Zabrałeś z pracy ładowarkę i zapomniałeś oddać? A może dzwonisz ze służbowego telefonu w prywatnych celach? Przywłaszczanie i kradzieże to najczęściej wskazywane przez pracodawców przewinienia pracowników. W 2011 roku tylko w jednym sektorze przedsiębiorcy stracili w ten sposób ponad miliard złotych.
Z raportu firmy Euler Hermes, stworzonego we współpracy z Pracodawcami RP, wynika zaś, że 78 proc. polskich firm okradanych bądź oszukiwanych jest przez własnych pracowników. Jak podkreślają twórcy raportu, to i tak liczba zaniżona, bo odnosi się tylko do ankietowanych. – Tak naprawdę zjawisko to występuje we wszystkich firmach, ale pracodawcy często o tym nawet nie wiedzą – mówi nam Wioletta Żukowska, ekspert z Pracodawców RP.
Okraść biuro to nic złego
– Pracownicy często sami nie wiedzą, co jest złe, a co nie jest – twierdzi Żukowska.
W 2010 roku 77 proc. przedsiębiorców było okradanych i oszukiwanych przez pracowników. Zjawisko "przywłaszczania" sobie dóbr z firmy lub jej oszukiwania nosi nazwę "anomii pracowniczej".
Na szczęście, aż 26 proc. badanych wykazało, że mogą wskazać jedynie na 1-2 takie zdarzenia. I tylko 8 proc. ankietowaych przyznało, że takich incydentów odnotowali ponad 20.
Najczęściej opisywanymi oszustwami były: korzystanie z komputera, samochodu lub telefonu służbowego do celów prywatnych, nadużycia w wydatkach służbowych pracownika i przywłaszczenie lub kradzież ruchomości. Zawodem, w którym to zjawisko występuje najczęściej, jest przedstawiciel handlowy.
Do tego dochodzi bezkarność takich czynów. Według dr Gładoch, niewiele osób ma tyle odwagi, żeby zwrócić współpracownikowi uwagę lub na niego donieść. Tym bardziej, że inni pracownicy mogą usprawiedliwiać cudze kradzieże tak samo, jak swoje – na przykład tym, że szef ich wykorzystuje.
Pracownik kontra pracodawca
Tylko po czyjej stronie leży wina za taki stan rzeczy? Tych na niższym szczeblu – bo robią coś niemoralnego, czy tych na wyższym – bo nie potrafią zadbać o pracownika? Często bowiem argumenty typu "prezes nas wykorzystuje" są słuszne. – Ale nic nie usprawiedliwia pracowników – zaznacza Wioletta Żukowska.
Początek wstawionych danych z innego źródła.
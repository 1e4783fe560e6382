//! 전송 통계

use std::time::{Duration, Instant};

/// 연결 하나의 전송 통계
#[derive(Debug, Clone)]
pub struct TransferStats {
    /// 시작 시간
    pub start_time: Instant,

    /// 처음 전송한 데이터 패킷 수
    pub data_packets_sent: u64,

    /// 처음 전송한 데이터 바이트
    pub data_bytes_sent: u64,

    /// SREJ로 재전송한 패킷 수
    pub srej_retransmits: u64,

    /// 타임아웃으로 재전송한 패킷 수
    pub timeout_retransmits: u64,

    /// 수신한 데이터 패킷 수 (중복 포함)
    pub data_packets_received: u64,

    /// 파일에 기록한 바이트
    pub bytes_written: u64,

    /// 순서가 어긋나 버퍼에 넣은 패킷 수
    pub packets_buffered: u64,

    /// 빈 자리가 채워져 버퍼에서 꺼낸 패킷 수
    pub packets_flushed: u64,

    /// 중복 수신 패킷 수
    pub duplicates: u64,

    /// 보낸 RR 수
    pub rr_sent: u64,

    /// 보낸 SREJ 수
    pub srej_sent: u64,

    /// 받은 RR 수
    pub rr_received: u64,

    /// 받은 SREJ 수
    pub srej_received: u64,

    /// 체크섬/형식 오류로 버린 패킷 수
    pub corrupted_dropped: u64,

    /// 대기 타임아웃 횟수
    pub timeouts: u64,
}

impl TransferStats {
    /// 새 통계 생성 (시작 시간 기록)
    pub fn new() -> Self {
        Self {
            start_time: Instant::now(),
            data_packets_sent: 0,
            data_bytes_sent: 0,
            srej_retransmits: 0,
            timeout_retransmits: 0,
            data_packets_received: 0,
            bytes_written: 0,
            packets_buffered: 0,
            packets_flushed: 0,
            duplicates: 0,
            rr_sent: 0,
            srej_sent: 0,
            rr_received: 0,
            srej_received: 0,
            corrupted_dropped: 0,
            timeouts: 0,
        }
    }

    /// 경과 시간
    pub fn elapsed(&self) -> Duration {
        self.start_time.elapsed()
    }

    /// 총 재전송 수
    pub fn retransmits(&self) -> u64 {
        self.srej_retransmits + self.timeout_retransmits
    }

    /// 유효 처리율 (bytes/sec), 송신측은 보낸 바이트, 수신측은 기록한 바이트 기준
    pub fn throughput(&self) -> f64 {
        let elapsed = self.elapsed().as_secs_f64();
        if elapsed == 0.0 {
            return 0.0;
        }
        self.data_bytes_sent.max(self.bytes_written) as f64 / elapsed
    }

    /// 재전송 비율
    pub fn retransmit_ratio(&self) -> f64 {
        if self.data_packets_sent == 0 {
            return 0.0;
        }
        self.retransmits() as f64 / self.data_packets_sent as f64
    }

    /// 통계 요약 문자열
    pub fn summary(&self) -> String {
        format!(
            "Elapsed: {:.2}s | Throughput: {:.1} KB/s | Sent: {} pkts ({} bytes) | Written: {} bytes | Retransmits: {} (SREJ {}, timeout {}) | RR/SREJ sent: {}/{} | Buffered: {} | Duplicates: {} | Dropped: {} | Timeouts: {}",
            self.elapsed().as_secs_f64(),
            self.throughput() / 1024.0,
            self.data_packets_sent,
            self.data_bytes_sent,
            self.bytes_written,
            self.retransmits(),
            self.srej_retransmits,
            self.timeout_retransmits,
            self.rr_sent,
            self.srej_sent,
            self.packets_buffered,
            self.duplicates,
            self.corrupted_dropped,
            self.timeouts,
        )
    }
}

impl Default for TransferStats {
    fn default() -> Self {
        Self::new()
    }
}

#[cfg(test)]
mod tests {
    use super::*;

    #[test]
    fn test_retransmit_ratio() {
        let mut stats = TransferStats::new();
        assert_eq!(stats.retransmit_ratio(), 0.0);
        stats.data_packets_sent = 10;
        stats.srej_retransmits = 1;
        stats.timeout_retransmits = 1;
        assert_eq!(stats.retransmits(), 2);
        assert!((stats.retransmit_ratio() - 0.2).abs() < f64::EPSILON);
    }

    #[test]
    fn test_summary_mentions_counters() {
        let mut stats = TransferStats::new();
        stats.bytes_written = 250;
        stats.srej_sent = 3;
        let summary = stats.summary();
        assert!(summary.contains("Written: 250 bytes"));
        assert!(summary.contains("RR/SREJ sent: 0/3"));
        assert!(summary.contains("Throughput: "));
    }

    #[test]
    fn test_throughput_uses_larger_side() {
        let mut stats = TransferStats::new();
        stats.start_time = Instant::now() - Duration::from_secs(2);
        stats.bytes_written = 4000;
        let rate = stats.throughput();
        assert!(rate > 0.0 && rate <= 2000.0);

        stats.data_bytes_sent = 8000;
        assert!(stats.throughput() > rate);
    }
}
Uświadamiać trzeba przez edukację, szkolenia, które powinny też obejmować samych zarządzających. Ważne są też kodeksy etyczne, etos pracy, wyznaczenie zasad, jakie mają obowiązywać w firmie.
Niestety, większość polskich pracodawców próbuje "ukulturalnić" swoich podwładnych w błędny sposób: zakładająć monitoringi. – A to nienajlepsza droga – ocenia Żukowska. Monitoring bowiem powoduje zwiększenie się dystansu między szefem i pracownikiem, powoduje spadek zaufania, co w oczywisty sposób wpływa na jakość pracy.
... I wartości
Wyznaczenie zasad to jednak nie wszystko. Trzeba też uświadomić pracownikom, że firma jest wspólnym dobrem, dać im poczucie tej wspólnoty. Warto też podkreślać fakt,
Aby walczyć z tym zjawiskiem, trzeba doprowadzić do tego, by praca znów zaczęła być łączona z poczuciem godności i samorealizacji.
Iga Liziniewicz przypomina jednak, że przedsiębiorcy różnie interpretują pojęcia takie jak "kradzież" czy "przywłaszczenie". – Może też chodzić o czas spędzany w pracy. Ktoś wyszedł 10 minut wcześniej i dla niektórych pracodawców to może być już "kradzież" czasu, który powinniśmy poświęcic na swoje obowiązki – wskazuje coach. – Ale takie raporty są potrzebne, powinny zmusić pracodawców do myślenia.